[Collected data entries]
⟨

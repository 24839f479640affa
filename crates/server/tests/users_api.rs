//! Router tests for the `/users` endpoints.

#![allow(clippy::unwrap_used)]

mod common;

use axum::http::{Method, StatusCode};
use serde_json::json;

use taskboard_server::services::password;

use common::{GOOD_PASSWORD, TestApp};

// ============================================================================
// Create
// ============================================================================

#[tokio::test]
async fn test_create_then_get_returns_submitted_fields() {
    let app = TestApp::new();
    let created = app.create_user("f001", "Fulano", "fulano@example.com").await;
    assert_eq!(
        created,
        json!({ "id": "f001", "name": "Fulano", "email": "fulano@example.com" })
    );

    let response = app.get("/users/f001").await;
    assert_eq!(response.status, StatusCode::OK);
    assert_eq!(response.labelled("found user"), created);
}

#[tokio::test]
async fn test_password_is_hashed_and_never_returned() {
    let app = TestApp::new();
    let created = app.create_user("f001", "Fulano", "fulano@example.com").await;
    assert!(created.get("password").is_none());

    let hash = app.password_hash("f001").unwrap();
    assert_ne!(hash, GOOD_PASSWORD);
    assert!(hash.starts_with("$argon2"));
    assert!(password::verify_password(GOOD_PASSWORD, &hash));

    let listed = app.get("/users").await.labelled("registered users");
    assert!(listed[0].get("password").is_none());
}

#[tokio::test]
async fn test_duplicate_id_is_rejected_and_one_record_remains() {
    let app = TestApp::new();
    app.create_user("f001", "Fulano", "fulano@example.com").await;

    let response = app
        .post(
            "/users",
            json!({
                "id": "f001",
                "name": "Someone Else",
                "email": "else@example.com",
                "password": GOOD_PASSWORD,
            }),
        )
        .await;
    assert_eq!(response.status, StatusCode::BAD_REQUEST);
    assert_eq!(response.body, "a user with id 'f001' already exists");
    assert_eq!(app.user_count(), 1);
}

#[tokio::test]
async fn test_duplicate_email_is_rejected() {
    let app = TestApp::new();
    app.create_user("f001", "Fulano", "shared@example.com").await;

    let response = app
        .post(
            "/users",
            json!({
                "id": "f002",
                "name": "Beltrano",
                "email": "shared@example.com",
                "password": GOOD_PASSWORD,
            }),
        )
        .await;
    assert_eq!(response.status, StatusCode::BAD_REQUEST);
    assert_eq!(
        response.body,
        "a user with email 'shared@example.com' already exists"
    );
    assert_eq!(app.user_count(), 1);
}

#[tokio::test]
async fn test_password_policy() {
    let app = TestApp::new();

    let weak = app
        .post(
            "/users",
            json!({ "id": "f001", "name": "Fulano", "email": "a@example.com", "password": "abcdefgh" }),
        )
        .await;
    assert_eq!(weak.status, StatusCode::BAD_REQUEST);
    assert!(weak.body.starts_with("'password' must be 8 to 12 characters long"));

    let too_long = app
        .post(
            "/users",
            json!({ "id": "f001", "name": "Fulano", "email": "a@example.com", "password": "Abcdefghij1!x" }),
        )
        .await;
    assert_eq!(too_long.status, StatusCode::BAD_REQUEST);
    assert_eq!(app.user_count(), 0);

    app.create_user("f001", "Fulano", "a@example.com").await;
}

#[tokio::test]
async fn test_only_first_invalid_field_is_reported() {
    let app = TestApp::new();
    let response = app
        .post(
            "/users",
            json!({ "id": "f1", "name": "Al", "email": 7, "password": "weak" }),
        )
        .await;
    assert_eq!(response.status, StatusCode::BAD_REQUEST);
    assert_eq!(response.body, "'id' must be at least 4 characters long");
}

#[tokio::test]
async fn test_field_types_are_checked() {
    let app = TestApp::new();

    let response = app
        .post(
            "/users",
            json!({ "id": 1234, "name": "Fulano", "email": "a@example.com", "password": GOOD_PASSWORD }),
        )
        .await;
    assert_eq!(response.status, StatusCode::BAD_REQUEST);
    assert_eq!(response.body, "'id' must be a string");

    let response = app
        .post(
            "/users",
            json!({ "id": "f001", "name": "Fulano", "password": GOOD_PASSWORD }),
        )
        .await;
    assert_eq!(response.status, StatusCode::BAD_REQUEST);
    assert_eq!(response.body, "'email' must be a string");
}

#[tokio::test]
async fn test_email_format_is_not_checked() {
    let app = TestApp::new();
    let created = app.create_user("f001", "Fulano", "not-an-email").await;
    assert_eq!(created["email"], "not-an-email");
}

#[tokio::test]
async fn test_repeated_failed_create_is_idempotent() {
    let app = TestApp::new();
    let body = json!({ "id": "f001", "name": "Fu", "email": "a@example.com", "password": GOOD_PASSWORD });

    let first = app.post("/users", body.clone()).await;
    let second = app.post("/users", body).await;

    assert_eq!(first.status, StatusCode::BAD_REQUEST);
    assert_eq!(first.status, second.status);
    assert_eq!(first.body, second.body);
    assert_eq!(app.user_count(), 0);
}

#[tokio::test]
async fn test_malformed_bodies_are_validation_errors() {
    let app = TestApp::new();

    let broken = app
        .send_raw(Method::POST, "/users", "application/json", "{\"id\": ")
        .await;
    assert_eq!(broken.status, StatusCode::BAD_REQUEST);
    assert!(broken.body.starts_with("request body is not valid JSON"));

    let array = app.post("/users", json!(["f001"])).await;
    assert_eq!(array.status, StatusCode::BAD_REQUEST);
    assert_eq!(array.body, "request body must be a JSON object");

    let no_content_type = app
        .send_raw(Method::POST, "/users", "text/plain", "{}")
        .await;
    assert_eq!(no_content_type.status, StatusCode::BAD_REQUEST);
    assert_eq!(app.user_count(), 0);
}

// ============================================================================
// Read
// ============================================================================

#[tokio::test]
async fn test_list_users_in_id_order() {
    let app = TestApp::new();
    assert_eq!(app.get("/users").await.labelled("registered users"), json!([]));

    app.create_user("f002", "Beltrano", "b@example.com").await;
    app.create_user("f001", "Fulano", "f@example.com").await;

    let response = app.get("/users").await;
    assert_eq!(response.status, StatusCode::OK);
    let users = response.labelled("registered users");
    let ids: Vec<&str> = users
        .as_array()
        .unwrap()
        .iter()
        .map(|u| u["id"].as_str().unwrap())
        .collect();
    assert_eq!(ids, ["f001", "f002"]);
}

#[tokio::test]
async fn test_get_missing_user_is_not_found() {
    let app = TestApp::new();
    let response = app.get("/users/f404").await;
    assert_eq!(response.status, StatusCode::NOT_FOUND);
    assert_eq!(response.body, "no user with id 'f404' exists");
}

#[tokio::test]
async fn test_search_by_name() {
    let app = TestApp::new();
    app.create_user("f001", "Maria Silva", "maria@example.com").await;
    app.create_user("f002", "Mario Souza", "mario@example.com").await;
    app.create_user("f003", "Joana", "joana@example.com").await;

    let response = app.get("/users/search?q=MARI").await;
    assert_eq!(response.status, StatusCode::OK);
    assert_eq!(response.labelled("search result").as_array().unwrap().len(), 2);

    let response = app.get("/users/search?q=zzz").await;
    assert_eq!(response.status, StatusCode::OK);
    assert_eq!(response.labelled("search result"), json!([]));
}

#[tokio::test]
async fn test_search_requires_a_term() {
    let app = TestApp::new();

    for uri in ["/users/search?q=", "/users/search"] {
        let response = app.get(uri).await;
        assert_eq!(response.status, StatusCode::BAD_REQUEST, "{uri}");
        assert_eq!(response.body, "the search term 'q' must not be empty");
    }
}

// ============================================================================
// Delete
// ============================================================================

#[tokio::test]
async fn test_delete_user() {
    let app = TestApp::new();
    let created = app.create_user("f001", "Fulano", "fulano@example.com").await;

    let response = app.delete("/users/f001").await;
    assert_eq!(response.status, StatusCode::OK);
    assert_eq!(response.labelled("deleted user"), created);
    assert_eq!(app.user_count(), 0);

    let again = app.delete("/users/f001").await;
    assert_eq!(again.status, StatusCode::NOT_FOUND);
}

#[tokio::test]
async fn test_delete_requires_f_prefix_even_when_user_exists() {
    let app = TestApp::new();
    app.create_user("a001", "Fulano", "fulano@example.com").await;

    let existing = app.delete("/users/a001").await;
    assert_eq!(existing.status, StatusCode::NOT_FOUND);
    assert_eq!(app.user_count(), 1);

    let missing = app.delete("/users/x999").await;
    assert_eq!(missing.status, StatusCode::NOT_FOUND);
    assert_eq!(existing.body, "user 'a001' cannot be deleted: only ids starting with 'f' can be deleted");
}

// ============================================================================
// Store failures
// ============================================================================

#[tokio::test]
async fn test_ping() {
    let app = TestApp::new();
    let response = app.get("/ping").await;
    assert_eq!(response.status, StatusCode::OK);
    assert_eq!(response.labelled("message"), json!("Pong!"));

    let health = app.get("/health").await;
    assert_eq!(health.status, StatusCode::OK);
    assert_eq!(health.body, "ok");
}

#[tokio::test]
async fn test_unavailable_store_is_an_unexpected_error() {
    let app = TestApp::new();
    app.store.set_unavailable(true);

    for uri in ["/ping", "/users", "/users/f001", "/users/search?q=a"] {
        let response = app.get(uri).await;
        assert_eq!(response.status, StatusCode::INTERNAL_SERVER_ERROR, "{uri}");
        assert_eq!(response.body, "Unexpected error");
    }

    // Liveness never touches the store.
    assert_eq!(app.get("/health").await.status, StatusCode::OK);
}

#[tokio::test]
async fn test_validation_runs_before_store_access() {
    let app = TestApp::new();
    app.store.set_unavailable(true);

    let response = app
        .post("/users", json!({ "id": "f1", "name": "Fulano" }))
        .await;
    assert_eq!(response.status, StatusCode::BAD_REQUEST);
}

⟩

- Task instructions
In the entries above, find each line with "characters" and list it.

- Expected answer
    assert!(weak.body.starts_with("'password' must be 8 to 12 characters long"));
    assert_eq!(response.body, "'id' must be at least 4 characters long");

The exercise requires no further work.